Se necesitan agallas y oficio para bordar en clave cotidiana alrededor de un clásico (el Decamerón, en este caso) sin demeritarse o demeritarlo. El título alude sobre todo a la cantidad de textos, a la desmesura misma de la empresa abordada, a la gran salvedad entre ambas obras –yendo a la frase de Las Ninfas de Fiésole reinterpretada por Boscán– de que amor no es todo cuanto aquí se trata (sino del intenso drama de amor / desamor de la ciudad), al humor irreverentemente ácido que comparten, y al hecho aciago de que ambas obras fueron escritas en medio de pandemias con grandes cifras de mortalidad. Es más, ambos libros (el Decamerón original y su émulo, Dodecamerón) comparten ciertas coincidencias numéricas: el Decamerón fue dado a luz en el año 1348 y el año de publicación de Dodecamerón fue el 2022. Entre ambos libros existe una distancia de 674 años, cifra que multiplicada por dos da como resultado la cifra inicial de publicación de el Decamerón original: 1348.
En este viaje narrativo, el leonés continúa fiel a su estilo de desenfadados tintes lezamajoycecortazareanos que abrevan del aliento crudo y llano del barrio bravo. Siempre certero a la hora de definir las líneas y herramientas narrativas de cada asunto, García no lanza pirotecnia al azar para que pueda ser resuelta y cohesionada por el probable lector, precisamente porque en este caso la fisonomía clara, la lectura fácil, no existen. El receptor tiene que joderse a encontrar el hilo narrativo de cada historia, su relación con el conjunto, y a partir de tal encuentro rescatar el propio rostro, recontar la historia personal ante el espejo de “la ciudad” que lo persigue en plan de confidente despiadado. La intención es que el texto vaya abriéndose permanentemente a novísimas lecturas y ofreciendo en cada incursión diferentes posibilidades de síntesis. De nueva cuenta “la ciudad” es el gran personaje.
Y aunque se pensaría que la entraña debiera circunscribirse a un espacio muy reducido en donde confluyan únicamente asuntos de vitalidad mayúscula al filo del precipicio almático, el Dodecamerón de García —a pesar de su vastísimo universo de páginas y variopintos personajes e historias— es un libro entrañado que encuentra siempre una salida airosa en el humano resplandor de lo trivial y en el humor a pie de calle. Los personajes, como ocurre casi siempre en la obra del leonés, se mueven –en el universo del barrio popular, ya se dijo– entre esos humores entrañables por incisivos, violencia verbal y atmósferas sombrías, bajo toques manifiestos del denominado ‘realismo sucio’.

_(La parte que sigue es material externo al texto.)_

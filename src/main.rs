use anyhow::{Context, Result};
use clap::{CommandFactory, Parser};
use owo_colors::OwoColorize;
use std::io::Write;
use std::path::{Path, PathBuf};
use std::sync::Arc;
use std::time::Duration;
use tracing_subscriber::EnvFilter;
use visync::audio::decode::{AudioDecoder, MediaDecoder};
use visync::audio::playback::{AudioOutput, ClockedOutput};
use visync::avatar::Avatar;
use visync::avatar::animation::ArmsDownCorrector;
use visync::avatar::binder::MorphBinder;
use visync::avatar::character::Character;
use visync::cli::{Cli, Commands, ConfigAction};
use visync::config::Config;
use visync::engine::synth::{self, Prerecorded, SpeechSynthesizer};
use visync::engine::{EventSender, Orchestrator, SpeakOutcome};
use visync::lipsync::LipsyncAnalyzer;
use visync::output::{format_binding_report, format_viseme_track, render_event};

/// Events buffered between the engine and the terminal renderer.
const EVENT_BUFFER: usize = 256;

#[tokio::main]
async fn main() -> Result<()> {
    let cli = Cli::parse();
    init_tracing(cli.quiet, cli.verbose);

    match cli.command {
        Commands::Speak {
            text,
            character,
            wav,
            voice,
            speed,
            json,
        } => {
            let config = load_config(cli.config.as_deref())?;
            let options = SpeakOptions {
                character,
                wav,
                voice,
                speed,
                json,
                quiet: cli.quiet,
                verbose: cli.verbose,
            };
            run_speak(config, &text, options).await?;
        }
        Commands::Analyze {
            audio,
            tick,
            all,
            json,
        } => {
            let config = load_config(cli.config.as_deref())?;
            run_analyze(&config, &audio, tick, all, json)?;
        }
        Commands::Bind { character, json } => {
            run_bind(&character, json)?;
        }
        Commands::Config { action } => {
            handle_config_command(action, cli.config.as_deref())?;
        }
        Commands::Completions { shell } => {
            clap_complete::generate(shell, &mut Cli::command(), "visync", &mut std::io::stdout());
        }
    }

    Ok(())
}

/// Log to stderr, filtered by `VISYNC_LOG` or the `-q`/`-v` flags.
fn init_tracing(quiet: bool, verbose: u8) {
    let default_level = match (quiet, verbose) {
        (true, _) => "error",
        (false, 0) => "warn",
        (false, 1) => "info",
        (false, _) => "debug",
    };
    let filter = EnvFilter::try_from_env("VISYNC_LOG")
        .unwrap_or_else(|_| EnvFilter::new(format!("visync={default_level}")));
    tracing_subscriber::fmt()
        .with_env_filter(filter)
        .with_target(false)
        .with_writer(std::io::stderr)
        .try_init()
        .ok();
}

/// Load configuration from custom path or default location.
fn load_config(custom_path: Option<&Path>) -> Result<Config> {
    let config = if let Some(path) = custom_path {
        Config::load(path).with_context(|| format!("Failed to load {}", path.display()))?
    } else {
        Config::load_or_default(&Config::default_path())?
    };

    // Apply environment variable overrides
    Ok(config.with_env_overrides())
}

struct SpeakOptions {
    character: Option<PathBuf>,
    wav: Option<PathBuf>,
    voice: Option<String>,
    speed: Option<f32>,
    json: bool,
    quiet: bool,
    verbose: u8,
}

async fn run_speak(mut config: Config, text: &str, options: SpeakOptions) -> Result<()> {
    if let Some(speed) = options.speed {
        config.playback.speed = speed;
    }

    let character = match &options.character {
        Some(path) => Character::load(path)
            .with_context(|| format!("Failed to load character {}", path.display()))?,
        None => Character::new("default"),
    };
    let avatar = Avatar::load(
        character,
        &config.lipsync,
        &config.animation,
        &ArmsDownCorrector,
    );

    let synthesizer: Option<Arc<dyn SpeechSynthesizer>> = match &options.wav {
        Some(path) => {
            let bytes = std::fs::read(path)
                .with_context(|| format!("Failed to read {}", path.display()))?;
            Some(Arc::new(Prerecorded::new(bytes)))
        }
        None => synth::from_config(&config.synthesis)?,
    };

    let (events, rx) = EventSender::bounded(EVENT_BUFFER);
    let verbose = options.verbose;
    let quiet = options.quiet;
    let renderer = std::thread::spawn(move || {
        for event in rx.iter() {
            if !quiet {
                render_event(&event, verbose);
            }
        }
    });

    let mut orchestrator = Orchestrator::new(config, avatar, audio_output())?.with_event_sender(events);
    if let Some(synthesizer) = synthesizer {
        orchestrator = orchestrator.with_synthesizer(synthesizer);
    }
    let orchestrator = Arc::new(orchestrator);
    orchestrator.start_render_loop();

    let interrupt = {
        let orchestrator = Arc::clone(&orchestrator);
        tokio::spawn(async move {
            if tokio::signal::ctrl_c().await.is_ok() {
                orchestrator.cancel();
            }
        })
    };

    let mut request = orchestrator.request(text);
    if let Some(voice) = &options.voice {
        request = request.with_voice(voice);
    }

    // Print only the newly revealed suffix of the transcript.
    let mut shown = 0usize;
    let outcome = orchestrator
        .speak_request(request, |prefix| {
            if !options.json && prefix.len() > shown {
                print!("{}", &prefix[shown..]);
                std::io::stdout().flush().ok();
                shown = prefix.len();
            }
        })
        .await;
    if !options.json {
        println!();
    }

    interrupt.abort();
    // Every orchestrator handle must be gone before the renderer can finish.
    interrupt.await.ok();
    orchestrator.shutdown();
    drop(orchestrator);
    if renderer.join().is_err() {
        tracing::warn!("event renderer panicked");
    }

    if options.json {
        println!("{}", serde_json::to_string_pretty(&outcome)?);
        return Ok(());
    }

    match outcome {
        SpeakOutcome::Completed(report) => {
            if !options.quiet && !report.issues.is_empty() {
                eprintln!(
                    "{} {} issue(s) while speaking:",
                    "Warning:".yellow(),
                    report.issues.len()
                );
                for issue in &report.issues {
                    eprintln!("  {} {}", "-".dimmed(), issue.message);
                }
            }
        }
        SpeakOutcome::Cancelled { .. } => {
            if !options.quiet {
                eprintln!("{}", "Cancelled".yellow());
            }
        }
    }
    Ok(())
}

/// The default audio device, or a silent clocked output if there is none.
fn audio_output() -> Arc<dyn AudioOutput> {
    #[cfg(feature = "cpal-audio")]
    {
        match visync::audio::device::CpalOutput::new() {
            Ok(output) => return Arc::new(output),
            Err(e) => tracing::warn!("{}; continuing without sound", e),
        }
    }
    Arc::new(ClockedOutput::new())
}

fn run_analyze(config: &Config, path: &Path, tick: Duration, all: bool, json: bool) -> Result<()> {
    let bytes = std::fs::read(path).with_context(|| format!("Failed to read {}", path.display()))?;
    let audio = MediaDecoder::new().decode(&bytes)?;
    let mut analyzer = LipsyncAnalyzer::new(&config.analysis, &config.lipsync)?;
    let samples = analyzer.analyze_track(&audio, tick);

    if json {
        println!("{}", serde_json::to_string_pretty(&samples)?);
    } else {
        println!(
            "{} {:.2}s at {} Hz, {} ticks",
            path.display().bold(),
            audio.duration().as_secs_f64(),
            audio.sample_rate(),
            samples.len()
        );
        print!("{}", format_viseme_track(&samples, all));
    }
    Ok(())
}

fn run_bind(path: &Path, json: bool) -> Result<()> {
    let character = Character::load(path)
        .with_context(|| format!("Failed to load character {}", path.display()))?;
    let binding = MorphBinder::new().bind(&character);

    if json {
        println!("{}", serde_json::to_string_pretty(&binding)?);
    } else {
        println!(
            "{} ({} meshes, {} channels)",
            character.name.bold(),
            character.meshes.len(),
            character.channel_count()
        );
        print!("{}", format_binding_report(&binding));
    }
    Ok(())
}

/// Handle config subcommand actions.
fn handle_config_command(action: ConfigAction, custom_path: Option<&Path>) -> Result<()> {
    let config_path = custom_path
        .map(PathBuf::from)
        .unwrap_or_else(Config::default_path);

    match action {
        ConfigAction::Get { key } => {
            let config = load_config(custom_path)?;
            match config.get_value_by_path(&key) {
                Ok(value) => println!("{}", value),
                Err(e) => {
                    eprintln!("Error: {}", e);
                    std::process::exit(1);
                }
            }
        }
        ConfigAction::List => {
            let config = load_config(custom_path)?;
            print!("{}", toml::to_string_pretty(&config.redacted())?);
        }
        ConfigAction::Path => {
            println!("{}", config_path.display());
        }
    }
    Ok(())
}
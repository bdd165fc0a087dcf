//! Error type surfaced by the tower middleware.
use std::fmt;

use crate::decision::Denial;

/// Error returned by [`RateLimitService`](crate::middleware::RateLimitService).
#[derive(Debug, Clone)]
pub enum RateLimitError<E> {
    /// The request exceeded its allowance and never reached the inner service.
    Limited(Denial),
    /// The underlying service failed
    Inner(E),
}

impl<E: fmt::Display> fmt::Display for RateLimitError<E> {
    fn fmt(&self, f: &mut fmt::Formatter<'_>) -> fmt::Result {
        match self {
            Self::Limited(denial) => write!(f, "{}", denial.message),
            Self::Inner(e) => write!(f, "{}", e),
        }
    }
}

impl<E: std::error::Error + 'static> std::error::Error for RateLimitError<E> {
    fn source(&self) -> Option<&(dyn std::error::Error + 'static)> {
        match self {
            Self::Limited(_) => None,
            Self::Inner(e) => Some(e),
        }
    }
}

impl<E> From<Denial> for RateLimitError<E> {
    fn from(denial: Denial) -> Self {
        Self::Limited(denial)
    }
}

impl<E> RateLimitError<E> {
    /// Check if this error is a rate-limit denial
    pub fn is_limited(&self) -> bool {
        matches!(self, Self::Limited(_))
    }
    /// Status code the protocol layer should answer with, for denials.
    pub fn status_code(&self) -> Option<u16> {
        match self {
            Self::Limited(d) => Some(d.status_code),
            Self::Inner(_) => None,
        }
    }
    /// Borrow the denial if present.
    pub fn as_denial(&self) -> Option<&Denial> {
        match self {
            Self::Limited(d) => Some(d),
            Self::Inner(_) => None,
        }
    }
    /// Get the inner error if this is an Inner variant
    pub fn into_inner(self) -> Option<E> {
        match self {
            Self::Inner(e) => Some(e),
            Self::Limited(_) => None,
        }
    }
}

#[cfg(test)]
mod tests {
    use super::*;
    use std::error::Error;
    use std::io;

    fn denial() -> Denial {
        Denial { limit: 1, message: "Too many requests".into(), status_code: 429, reset_at: 0 }
    }

    #[test]
    fn limited_displays_denial_message() {
        let err: RateLimitError<io::Error> = denial().into();
        assert_eq!(err.to_string(), "Too many requests");
        assert!(err.is_limited());
        assert_eq!(err.status_code(), Some(429));
        // The denial is the error itself, not a cause.
        assert!(err.source().is_none());
    }

    #[test]
    fn inner_passes_through() {
        let err = RateLimitError::Inner(io::Error::new(io::ErrorKind::Other, "boom"));
        assert_eq!(err.to_string(), "boom");
        assert!(!err.is_limited());
        assert!(err.status_code().is_none());
        assert!(err.as_denial().is_none());
        assert_eq!(err.into_inner().unwrap().to_string(), "boom");
    }
}
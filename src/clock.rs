//! Clock abstractions used by the window store.
//!
//! Reset times are absolute wall-clock milliseconds since the Unix epoch, so the
//! production clock reads `SystemTime`. Tests inject a [`ManualClock`] and step it.

use std::sync::atomic::{AtomicU64, Ordering};
use std::sync::Arc;
use std::time::{Duration, SystemTime, UNIX_EPOCH};

/// Clock abstraction so timing can be faked in tests.
pub trait Clock: Send + Sync + std::fmt::Debug {
    /// Milliseconds since the Unix epoch.
    fn now_millis(&self) -> u64;
}

/// Wall clock backed by `SystemTime::now()`.
///
/// A clock set before the epoch reads as `0`.
#[derive(Debug, Default, Clone, Copy)]
pub struct SystemClock;

impl Clock for SystemClock {
    fn now_millis(&self) -> u64 {
        let elapsed = SystemTime::now().duration_since(UNIX_EPOCH).unwrap_or_default();
        u64::try_from(elapsed.as_millis()).unwrap_or(u64::MAX)
    }
}

/// Test clock that only moves when told to.
///
/// Clones share the same instant, so a handle kept by a test drives the clock
/// seen by the store it was injected into.
#[derive(Debug, Clone, Default)]
pub struct ManualClock {
    now: Arc<AtomicU64>,
}

impl ManualClock {
    /// Create a clock reading `start_millis`.
    pub fn new(start_millis: u64) -> Self {
        Self { now: Arc::new(AtomicU64::new(start_millis)) }
    }

    /// Move the clock forward.
    pub fn advance(&self, by: Duration) {
        let millis = u64::try_from(by.as_millis()).unwrap_or(u64::MAX);
        let _ = self
            .now
            .fetch_update(Ordering::SeqCst, Ordering::SeqCst, |cur| Some(cur.saturating_add(millis)));
    }

    /// Jump to an absolute instant.
    pub fn set(&self, millis: u64) {
        self.now.store(millis, Ordering::SeqCst);
    }
}

impl Clock for ManualClock {
    fn now_millis(&self) -> u64 {
        self.now.load(Ordering::SeqCst)
    }
}
//! The result of one admission check.

use std::time::Duration;

/// A request that fits in the current window.
#[derive(Debug, Clone, PartialEq, Eq)]
pub struct Allowance {
    /// Policy ceiling for the window.
    pub limit: u32,
    /// Requests still permitted in this window after this one.
    /// Useful for `X-RateLimit-Remaining` headers.
    pub remaining: u32,
    /// Epoch milliseconds at which the window ends.
    pub reset_at: u64,
}

/// A request that exceeded its allowance.
///
/// `Display` is exactly the policy's denial message so protocol layers can
/// forward it unchanged.
#[derive(Debug, Clone, PartialEq, Eq, thiserror::Error)]
#[error("{message}")]
pub struct Denial {
    /// Policy ceiling for the window.
    pub limit: u32,
    /// The policy's denial message.
    pub message: String,
    /// Status the protocol layer should answer with.
    pub status_code: u16,
    /// Epoch milliseconds at which the window ends.
    pub reset_at: u64,
}

impl Denial {
    /// How long the caller should wait before retrying, measured from `now_millis`.
    /// Useful for `Retry-After` headers.
    pub fn retry_after(&self, now_millis: u64) -> Duration {
        Duration::from_millis(self.reset_at.saturating_sub(now_millis))
    }
}

/// The decision returned by a rate limit check.
#[derive(Debug, Clone, PartialEq, Eq)]
pub enum Decision {
    /// The request is allowed to proceed.
    Allowed(Allowance),
    /// The request is denied. Denial leaves the window's count untouched.
    Denied(Denial),
}

impl Decision {
    /// Helper to check if allowed.
    pub fn is_allowed(&self) -> bool {
        matches!(self, Decision::Allowed(_))
    }

    /// Remaining requests in the window; always `0` for a denial.
    pub fn remaining(&self) -> u32 {
        match self {
            Decision::Allowed(a) => a.remaining,
            Decision::Denied(_) => 0,
        }
    }

    /// Epoch milliseconds at which the window ends.
    pub fn reset_at(&self) -> u64 {
        match self {
            Decision::Allowed(a) => a.reset_at,
            Decision::Denied(d) => d.reset_at,
        }
    }

    /// Policy ceiling for the window.
    pub fn limit(&self) -> u32 {
        match self {
            Decision::Allowed(a) => a.limit,
            Decision::Denied(d) => d.limit,
        }
    }

    /// The denial message, present only when denied.
    pub fn message(&self) -> Option<&str> {
        match self {
            Decision::Allowed(_) => None,
            Decision::Denied(d) => Some(&d.message),
        }
    }

    /// Split into the allowed half and the denied half.
    pub fn into_result(self) -> Result<Allowance, Denial> {
        match self {
            Decision::Allowed(a) => Ok(a),
            Decision::Denied(d) => Err(d),
        }
    }
}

Mayúsculo reto: desde qué guiño, contexto, lugar físico, alarde u omisión, hemos de abordar este libro, voluminoso en todos los sentidos posibles. ¿Por reducción? Imposible, pues sería aceptar que Alejandro García en esta doble apuesta de oficio ante el Decamerón original, en una suerte de desmesura ególatra, ha confundido lo grandote con lo grandioso. El volumen en cuestión tiene casi mil páginas (366 textos) y pesa exactamente 650 gramos.
Dodecamerón: lectura obligada y necesaria para quienes deseen bucear en los fondos menos superficiales de la literatura guanajuatense.